Data section:
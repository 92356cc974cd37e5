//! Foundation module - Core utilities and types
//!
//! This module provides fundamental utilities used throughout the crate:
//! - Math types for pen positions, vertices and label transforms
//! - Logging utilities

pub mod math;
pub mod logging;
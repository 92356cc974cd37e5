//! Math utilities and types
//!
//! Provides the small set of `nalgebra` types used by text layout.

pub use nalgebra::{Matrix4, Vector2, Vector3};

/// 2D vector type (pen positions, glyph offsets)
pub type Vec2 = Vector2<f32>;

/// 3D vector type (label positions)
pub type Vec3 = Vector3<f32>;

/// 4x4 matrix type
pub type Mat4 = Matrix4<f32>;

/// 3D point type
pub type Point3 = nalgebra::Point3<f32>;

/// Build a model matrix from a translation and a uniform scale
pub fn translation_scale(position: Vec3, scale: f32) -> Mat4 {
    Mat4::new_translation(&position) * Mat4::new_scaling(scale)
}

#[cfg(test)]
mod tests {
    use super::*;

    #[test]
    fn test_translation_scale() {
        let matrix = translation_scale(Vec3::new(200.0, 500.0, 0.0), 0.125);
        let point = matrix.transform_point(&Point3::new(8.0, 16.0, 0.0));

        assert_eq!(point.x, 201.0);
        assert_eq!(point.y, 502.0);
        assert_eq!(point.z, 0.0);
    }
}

* * *

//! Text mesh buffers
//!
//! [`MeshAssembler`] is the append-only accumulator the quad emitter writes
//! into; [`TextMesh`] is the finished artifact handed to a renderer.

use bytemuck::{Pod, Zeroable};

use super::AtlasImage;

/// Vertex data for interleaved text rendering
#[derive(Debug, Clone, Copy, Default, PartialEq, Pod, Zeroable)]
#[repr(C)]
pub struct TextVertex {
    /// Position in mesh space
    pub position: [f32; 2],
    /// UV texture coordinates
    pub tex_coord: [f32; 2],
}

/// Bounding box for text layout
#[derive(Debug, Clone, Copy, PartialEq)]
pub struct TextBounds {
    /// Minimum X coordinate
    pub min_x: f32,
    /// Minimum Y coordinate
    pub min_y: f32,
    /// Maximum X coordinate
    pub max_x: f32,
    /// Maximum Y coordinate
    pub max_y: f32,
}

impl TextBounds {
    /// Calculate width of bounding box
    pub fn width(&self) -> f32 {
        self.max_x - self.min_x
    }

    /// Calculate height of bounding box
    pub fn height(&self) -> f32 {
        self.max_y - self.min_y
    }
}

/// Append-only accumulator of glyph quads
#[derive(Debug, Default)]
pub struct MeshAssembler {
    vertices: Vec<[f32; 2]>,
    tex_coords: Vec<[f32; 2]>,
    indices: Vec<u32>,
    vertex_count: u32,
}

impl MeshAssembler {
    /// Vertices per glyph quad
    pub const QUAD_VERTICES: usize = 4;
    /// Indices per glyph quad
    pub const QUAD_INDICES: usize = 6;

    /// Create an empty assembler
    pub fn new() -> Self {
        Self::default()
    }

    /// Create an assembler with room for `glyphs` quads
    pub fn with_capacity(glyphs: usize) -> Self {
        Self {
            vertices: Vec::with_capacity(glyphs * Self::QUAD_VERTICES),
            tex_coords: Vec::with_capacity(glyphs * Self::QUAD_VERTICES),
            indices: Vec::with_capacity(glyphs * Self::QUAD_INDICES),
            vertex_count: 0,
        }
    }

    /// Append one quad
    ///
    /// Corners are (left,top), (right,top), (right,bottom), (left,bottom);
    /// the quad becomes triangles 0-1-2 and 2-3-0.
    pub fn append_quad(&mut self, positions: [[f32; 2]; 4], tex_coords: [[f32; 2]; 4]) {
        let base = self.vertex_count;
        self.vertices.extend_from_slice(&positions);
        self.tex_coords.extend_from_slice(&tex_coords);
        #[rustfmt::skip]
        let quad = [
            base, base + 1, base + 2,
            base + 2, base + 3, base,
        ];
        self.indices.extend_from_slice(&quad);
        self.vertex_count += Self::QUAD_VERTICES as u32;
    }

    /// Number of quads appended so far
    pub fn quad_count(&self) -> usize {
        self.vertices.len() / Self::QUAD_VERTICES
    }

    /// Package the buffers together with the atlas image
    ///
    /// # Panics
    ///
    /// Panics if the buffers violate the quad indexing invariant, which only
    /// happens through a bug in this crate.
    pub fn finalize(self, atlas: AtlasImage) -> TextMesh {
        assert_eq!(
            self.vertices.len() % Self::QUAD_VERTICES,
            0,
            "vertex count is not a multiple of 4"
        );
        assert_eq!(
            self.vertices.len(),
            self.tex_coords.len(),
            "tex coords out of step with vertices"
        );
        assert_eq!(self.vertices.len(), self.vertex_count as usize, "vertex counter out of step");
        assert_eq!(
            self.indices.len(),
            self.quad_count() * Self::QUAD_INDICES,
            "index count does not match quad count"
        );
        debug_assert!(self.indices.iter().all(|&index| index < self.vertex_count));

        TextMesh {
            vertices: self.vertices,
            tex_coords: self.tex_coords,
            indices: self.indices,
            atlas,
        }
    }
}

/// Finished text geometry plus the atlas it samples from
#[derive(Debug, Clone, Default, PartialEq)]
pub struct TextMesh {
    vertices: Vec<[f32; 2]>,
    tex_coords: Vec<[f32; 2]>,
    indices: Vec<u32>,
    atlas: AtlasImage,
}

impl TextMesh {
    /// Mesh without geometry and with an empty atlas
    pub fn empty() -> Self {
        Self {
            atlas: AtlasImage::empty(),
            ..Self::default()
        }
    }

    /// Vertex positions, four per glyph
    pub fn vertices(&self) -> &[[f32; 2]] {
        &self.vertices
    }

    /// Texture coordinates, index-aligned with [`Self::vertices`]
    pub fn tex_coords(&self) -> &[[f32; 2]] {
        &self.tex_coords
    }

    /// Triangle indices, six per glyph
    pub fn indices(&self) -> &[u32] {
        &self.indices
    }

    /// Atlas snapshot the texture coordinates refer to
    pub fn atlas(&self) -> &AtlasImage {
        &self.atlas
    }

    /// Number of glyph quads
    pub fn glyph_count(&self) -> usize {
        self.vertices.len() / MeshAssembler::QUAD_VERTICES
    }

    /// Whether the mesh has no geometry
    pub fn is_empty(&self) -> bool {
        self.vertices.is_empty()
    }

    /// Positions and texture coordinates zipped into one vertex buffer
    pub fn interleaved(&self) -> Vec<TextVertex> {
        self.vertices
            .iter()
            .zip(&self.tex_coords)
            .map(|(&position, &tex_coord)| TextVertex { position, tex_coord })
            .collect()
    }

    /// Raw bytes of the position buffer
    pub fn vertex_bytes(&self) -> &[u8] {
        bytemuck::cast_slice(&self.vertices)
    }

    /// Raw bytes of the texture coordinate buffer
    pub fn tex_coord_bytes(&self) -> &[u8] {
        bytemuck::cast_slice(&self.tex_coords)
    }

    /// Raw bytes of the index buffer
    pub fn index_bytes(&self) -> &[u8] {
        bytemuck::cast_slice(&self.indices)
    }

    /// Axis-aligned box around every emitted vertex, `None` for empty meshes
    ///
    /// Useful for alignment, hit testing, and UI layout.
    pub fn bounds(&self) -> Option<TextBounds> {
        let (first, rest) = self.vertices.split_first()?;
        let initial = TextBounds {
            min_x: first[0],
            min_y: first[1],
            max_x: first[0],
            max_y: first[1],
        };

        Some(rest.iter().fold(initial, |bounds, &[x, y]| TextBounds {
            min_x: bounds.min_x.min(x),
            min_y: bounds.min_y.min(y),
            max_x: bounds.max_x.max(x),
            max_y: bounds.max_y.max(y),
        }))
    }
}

Task item: For the word "Calculate", state how many lines of the entries contain it, with nothing else.

Exercise solution: 2